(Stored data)
//! Resource Transformer
//!
//! Per-kind normalization of an attribute view before it is hashed. The only
//! transformation so far is dropping null-valued attributes, which keeps a
//! backend that reports unset optionals as `null` from registering drift
//! against a target that never mentioned them.

use crate::types::AttributeMap;
use serde::{Deserialize, Deserializer, Serialize};
use std::collections::{BTreeSet, HashMap};

/// Declarative transformation of a resource view
#[derive(Debug, Clone, Default, PartialEq, Eq, Serialize, Deserialize)]
pub struct ResourceTransformer {
    /// Drop attributes whose value is null
    #[serde(default, deserialize_with = "bool_or_string")]
    pub ignore_null_attributes: bool,

    /// Restrict null-dropping to these names; unset means every attribute
    #[serde(default, deserialize_with = "set_or_csv")]
    pub attributes: Option<BTreeSet<String>>,
}

impl ResourceTransformer {
    pub fn ignore_nulls() -> Self {
        Self {
            ignore_null_attributes: true,
            attributes: None,
        }
    }

    pub fn ignore_nulls_in<I, S>(attributes: I) -> Self
    where
        I: IntoIterator<Item = S>,
        S: Into<String>,
    {
        Self {
            ignore_null_attributes: true,
            attributes: Some(attributes.into_iter().map(Into::into).collect()),
        }
    }

    pub fn transform(&self, view: AttributeMap) -> AttributeMap {
        if !self.ignore_null_attributes {
            return view;
        }

        match &self.attributes {
            None => view.into_iter().filter(|(_, v)| !v.is_null()).collect(),
            Some(attributes) => view
                .into_iter()
                .filter(|(k, v)| !(v.is_null() && attributes.contains(k)))
                .collect(),
        }
    }
}

/// Transformers keyed by resource kind
#[derive(Debug, Clone, Default)]
pub struct TransformerMap(HashMap<String, ResourceTransformer>);

impl TransformerMap {
    pub fn new() -> Self {
        Self::default()
    }

    pub fn insert(&mut self, kind: impl Into<String>, transformer: ResourceTransformer) {
        self.0.insert(kind.into(), transformer);
    }

    pub fn get(&self, kind: &str) -> Option<&ResourceTransformer> {
        self.0.get(kind)
    }

    /// Apply the kind's transformer, or pass the view through unchanged
    pub fn apply(&self, kind: &str, view: AttributeMap) -> AttributeMap {
        match self.0.get(kind) {
            Some(transformer) => transformer.transform(view),
            None => view,
        }
    }
}

impl From<HashMap<String, ResourceTransformer>> for TransformerMap {
    fn from(value: HashMap<String, ResourceTransformer>) -> Self {
        Self(value)
    }
}

#[derive(Deserialize)]
#[serde(untagged)]
enum BoolOrString {
    Bool(bool),
    Str(String),
}

fn bool_or_string<'de, D: Deserializer<'de>>(deserializer: D) -> Result<bool, D::Error> {
    Ok(match BoolOrString::deserialize(deserializer)? {
        BoolOrString::Bool(b) => b,
        BoolOrString::Str(s) => s.trim().eq_ignore_ascii_case("true"),
    })
}

#[derive(Deserialize)]
#[serde(untagged)]
enum SetOrCsv {
    Set(BTreeSet<String>),
    Csv(String),
}

fn set_or_csv<'de, D: Deserializer<'de>>(
    deserializer: D,
) -> Result<Option<BTreeSet<String>>, D::Error> {
    Ok(match Option::<SetOrCsv>::deserialize(deserializer)? {
        None => None,
        Some(SetOrCsv::Set(set)) => Some(set),
        Some(SetOrCsv::Csv(csv)) => Some(
            csv.split(',')
                .map(str::trim)
                .filter(|s| !s.is_empty())
                .map(str::to_string)
                .collect(),
        ),
    })
}
//! Backend Client
//!
//! Capability-scoped CRUD against the remote resource collection. Transport
//! failures are translated into the small [`BackendError`] set at this
//! boundary. Whatever shape a backend returns is resolved here into the
//! closed [`BackendItem`] variant so the driver never inspects response types.

pub mod memory;
pub mod rest;

pub use memory::MemoryBackend;
pub use rest::RestBackendClient;

use crate::error::BackendError;
use crate::model::{value_uuid, Resource};
use crate::types::AttributeMap;
use std::fmt;
use uuid::Uuid;

/// Fields the server owns; never sent on update
pub const SERVER_OWNED_FIELDS: &[&str] = &["created_at", "updated_at", "project_id", "uuid"];

/// A backend-native object that can render itself as an attribute view
pub trait ResourceModel: Send + Sync + fmt::Debug {
    fn resource_uuid(&self) -> Uuid;

    /// Full attribute view of the object
    fn dump_view(&self) -> AttributeMap;

    /// Fields of the view that never belong to the resource
    fn ignore_fields(&self) -> Vec<String> {
        Vec::new()
    }
}

/// Shape of one object returned by a backend
#[derive(Debug)]
pub enum BackendItem {
    /// Already a driver resource; used as-is
    Typed(Resource),
    /// Plain attribute mapping carrying its own `uuid`
    Raw(AttributeMap),
    /// Opaque backend model
    Model(Box<dyn ResourceModel>),
}

impl BackendItem {
    pub fn uuid(&self) -> Option<Uuid> {
        match self {
            BackendItem::Typed(resource) => Some(resource.uuid),
            BackendItem::Raw(view) => value_uuid(view),
            BackendItem::Model(model) => Some(model.resource_uuid()),
        }
    }
}

/// Remote resource collection scoped to one ownership scope (project)
pub trait BackendClient: Send + Sync {
    /// Fails with `ResourceNotFound` if absent remotely
    fn get(&self, resource: &Resource) -> Result<BackendItem, BackendError>;

    /// Injects the resource's own uuid into the sent value
    fn create(&self, resource: &Resource) -> Result<BackendItem, BackendError>;

    /// Sends the value without server-owned fields
    fn update(&self, resource: &Resource) -> Result<BackendItem, BackendError>;

    /// Every resource of `kind` in the client's ownership scope
    fn list(&self, kind: &str) -> Result<Vec<BackendItem>, BackendError>;

    /// Fails with `ResourceNotFound` if already gone; callers treat that as success
    fn delete(&self, resource: &Resource) -> Result<(), BackendError>;
}

/// Value to send on create: the resource's own identity injected, scope checked
pub fn prepare_create_body(
    resource: &Resource,
    project_id: &str,
) -> Result<AttributeMap, BackendError> {
    let mut value = resource.value.clone();
    value.insert(
        "uuid".to_string(),
        serde_json::Value::String(resource.uuid.to_string()),
    );

    // Only one project per client; null and "" mean unset
    if let Some(found) = value.get("project_id").filter(|v| is_set(v)) {
        if found.as_str() != Some(project_id) {
            return Err(BackendError::ResourceProjectMismatch {
                uuid: resource.uuid,
                expected: project_id.to_string(),
                found: match found {
                    serde_json::Value::String(s) => s.clone(),
                    other => other.to_string(),
                },
            });
        }
    }

    Ok(value)
}

fn is_set(value: &serde_json::Value) -> bool {
    match value {
        serde_json::Value::Null => false,
        serde_json::Value::String(s) => !s.is_empty(),
        _ => true,
    }
}

/// Value to send on update: server-owned fields stripped
pub fn prepare_update_body(resource: &Resource) -> AttributeMap {
    resource
        .value
        .iter()
        .filter(|(k, _)| !SERVER_OWNED_FIELDS.contains(&k.as_str()))
        .map(|(k, v)| (k.clone(), v.clone()))
        .collect()
}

**Exercise details:**
All of the data above needs to be written out exactly.

**Response to this exercise:**
//! Resource Transformer
//!
//! Per-kind normalization of an attribute view before it is hashed. The only
//! transformation so far is dropping null-valued attributes, which keeps a
//! backend that reports unset optionals as `null` from registering drift
//! against a target that never mentioned them.

use crate::types::AttributeMap;
use serde::{Deserialize, Deserializer, Serialize};
use std::collections::{BTreeSet, HashMap};

/// Declarative transformation of a resource view
#[derive(Debug, Clone, Default, PartialEq, Eq, Serialize, Deserialize)]
pub struct ResourceTransformer {
    /// Drop attributes whose value is null
    #[serde(default, deserialize_with = "bool_or_string")]
    pub ignore_null_attributes: bool,

    /// Restrict null-dropping to these names; unset means every attribute
    #[serde(default, deserialize_with = "set_or_csv")]
    pub attributes: Option<BTreeSet<String>>,
}

impl ResourceTransformer {
    pub fn ignore_nulls() -> Self {
        Self {
            ignore_null_attributes: true,
            attributes: None,
        }
    }

    pub fn ignore_nulls_in<I, S>(attributes: I) -> Self
    where
        I: IntoIterator<Item = S>,
        S: Into<String>,
    {
        Self {
            ignore_null_attributes: true,
            attributes: Some(attributes.into_iter().map(Into::into).collect()),
        }
    }

    pub fn transform(&self, view: AttributeMap) -> AttributeMap {
        if !self.ignore_null_attributes {
            return view;
        }

        match &self.attributes {
            None => view.into_iter().filter(|(_, v)| !v.is_null()).collect(),
            Some(attributes) => view
                .into_iter()
                .filter(|(k, v)| !(v.is_null() && attributes.contains(k)))
                .collect(),
        }
    }
}

/// Transformers keyed by resource kind
#[derive(Debug, Clone, Default)]
pub struct TransformerMap(HashMap<String, ResourceTransformer>);

impl TransformerMap {
    pub fn new() -> Self {
        Self::default()
    }

    pub fn insert(&mut self, kind: impl Into<String>, transformer: ResourceTransformer) {
        self.0.insert(kind.into(), transformer);
    }

    pub fn get(&self, kind: &str) -> Option<&ResourceTransformer> {
        self.0.get(kind)
    }

    /// Apply the kind's transformer, or pass the view through unchanged
    pub fn apply(&self, kind: &str, view: AttributeMap) -> AttributeMap {
        match self.0.get(kind) {
            Some(transformer) => transformer.transform(view),
            None => view,
        }
    }
}

impl From<HashMap<String, ResourceTransformer>> for TransformerMap {
    fn from(value: HashMap<String, ResourceTransformer>) -> Self {
        Self(value)
    }
}

#[derive(Deserialize)]
#[serde(untagged)]
enum BoolOrString {
    Bool(bool),
    Str(String),
}

fn bool_or_string<'de, D: Deserializer<'de>>(deserializer: D) -> Result<bool, D::Error> {
    Ok(match BoolOrString::deserialize(deserializer)? {
        BoolOrString::Bool(b) => b,
        BoolOrString::Str(s) => s.trim().eq_ignore_ascii_case("true"),
    })
}

#[derive(Deserialize)]
#[serde(untagged)]
enum SetOrCsv {
    Set(BTreeSet<String>),
    Csv(String),
}

fn set_or_csv<'de, D: Deserializer<'de>>(
    deserializer: D,
) -> Result<Option<BTreeSet<String>>, D::Error> {
    Ok(match Option::<SetOrCsv>::deserialize(deserializer)? {
        None => None,
        Some(SetOrCsv::Set(set)) => Some(set),
        Some(SetOrCsv::Csv(csv)) => Some(
            csv.split(',')
                .map(str::trim)
                .filter(|s| !s.is_empty())
                .map(str::to_string)
                .collect(),
        ),
    })
}
//! Backend Client
//!
//! Capability-scoped CRUD against the remote resource collection. Transport
//! failures are translated into the small [`BackendError`] set at this
//! boundary. Whatever shape a backend returns is resolved here into the
//! closed [`BackendItem`] variant so the driver never inspects response types.

pub mod memory;
pub mod rest;

pub use memory::MemoryBackend;
pub use rest::RestBackendClient;

use crate::error::BackendError;
use crate::model::{value_uuid, Resource};
use crate::types::AttributeMap;
use std::fmt;
use uuid::Uuid;

/// Fields the server owns; never sent on update
pub const SERVER_OWNED_FIELDS: &[&str] = &["created_at", "updated_at", "project_id", "uuid"];

/// A backend-native object that can render itself as an attribute view
pub trait ResourceModel: Send + Sync + fmt::Debug {
    fn resource_uuid(&self) -> Uuid;

    /// Full attribute view of the object
    fn dump_view(&self) -> AttributeMap;

    /// Fields of the view that never belong to the resource
    fn ignore_fields(&self) -> Vec<String> {
        Vec::new()
    }
}

/// Shape of one object returned by a backend
#[derive(Debug)]
pub enum BackendItem {
    /// Already a driver resource; used as-is
    Typed(Resource),
    /// Plain attribute mapping carrying its own `uuid`
    Raw(AttributeMap),
    /// Opaque backend model
    Model(Box<dyn ResourceModel>),
}

impl BackendItem {
    pub fn uuid(&self) -> Option<Uuid> {
        match self {
            BackendItem::Typed(resource) => Some(resource.uuid),
            BackendItem::Raw(view) => value_uuid(view),
            BackendItem::Model(model) => Some(model.resource_uuid()),
        }
    }
}

/// Remote resource collection scoped to one ownership scope (project)
pub trait BackendClient: Send + Sync {
    /// Fails with `ResourceNotFound` if absent remotely
    fn get(&self, resource: &Resource) -> Result<BackendItem, BackendError>;

    /// Injects the resource's own uuid into the sent value
    fn create(&self, resource: &Resource) -> Result<BackendItem, BackendError>;

    /// Sends the value without server-owned fields
    fn update(&self, resource: &Resource) -> Result<BackendItem, BackendError>;

    /// Every resource of `kind` in the client's ownership scope
    fn list(&self, kind: &str) -> Result<Vec<BackendItem>, BackendError>;

    /// Fails with `ResourceNotFound` if already gone; callers treat that as success
    fn delete(&self, resource: &Resource) -> Result<(), BackendError>;
}

/// Value to send on create: the resource's own identity injected, scope checked
pub fn prepare_create_body(
    resource: &Resource,
    project_id: &str,
) -> Result<AttributeMap, BackendError> {
    let mut value = resource.value.clone();
    value.insert(
        "uuid".to_string(),
        serde_json::Value::String(resource.uuid.to_string()),
    );

    // Only one project per client; null and "" mean unset
    if let Some(found) = value.get("project_id").filter(|v| is_set(v)) {
        if found.as_str() != Some(project_id) {
            return Err(BackendError::ResourceProjectMismatch {
                uuid: resource.uuid,
                expected: project_id.to_string(),
                found: match found {
                    serde_json::Value::String(s) => s.clone(),
                    other => other.to_string(),
                },
            });
        }
    }

    Ok(value)
}

fn is_set(value: &serde_json::Value) -> bool {
    match value {
        serde_json::Value::Null => false,
        serde_json::Value::String(s) => !s.is_empty(),
        _ => true,
    }
}

/// Value to send on update: server-owned fields stripped
pub fn prepare_update_body(resource: &Resource) -> AttributeMap {
    resource
        .value
        .iter()
        .filter(|(k, _)| !SERVER_OWNED_FIELDS.contains(&k.as_str()))
        .map(|(k, v)| (k.clone(), v.clone()))
        .collect()
}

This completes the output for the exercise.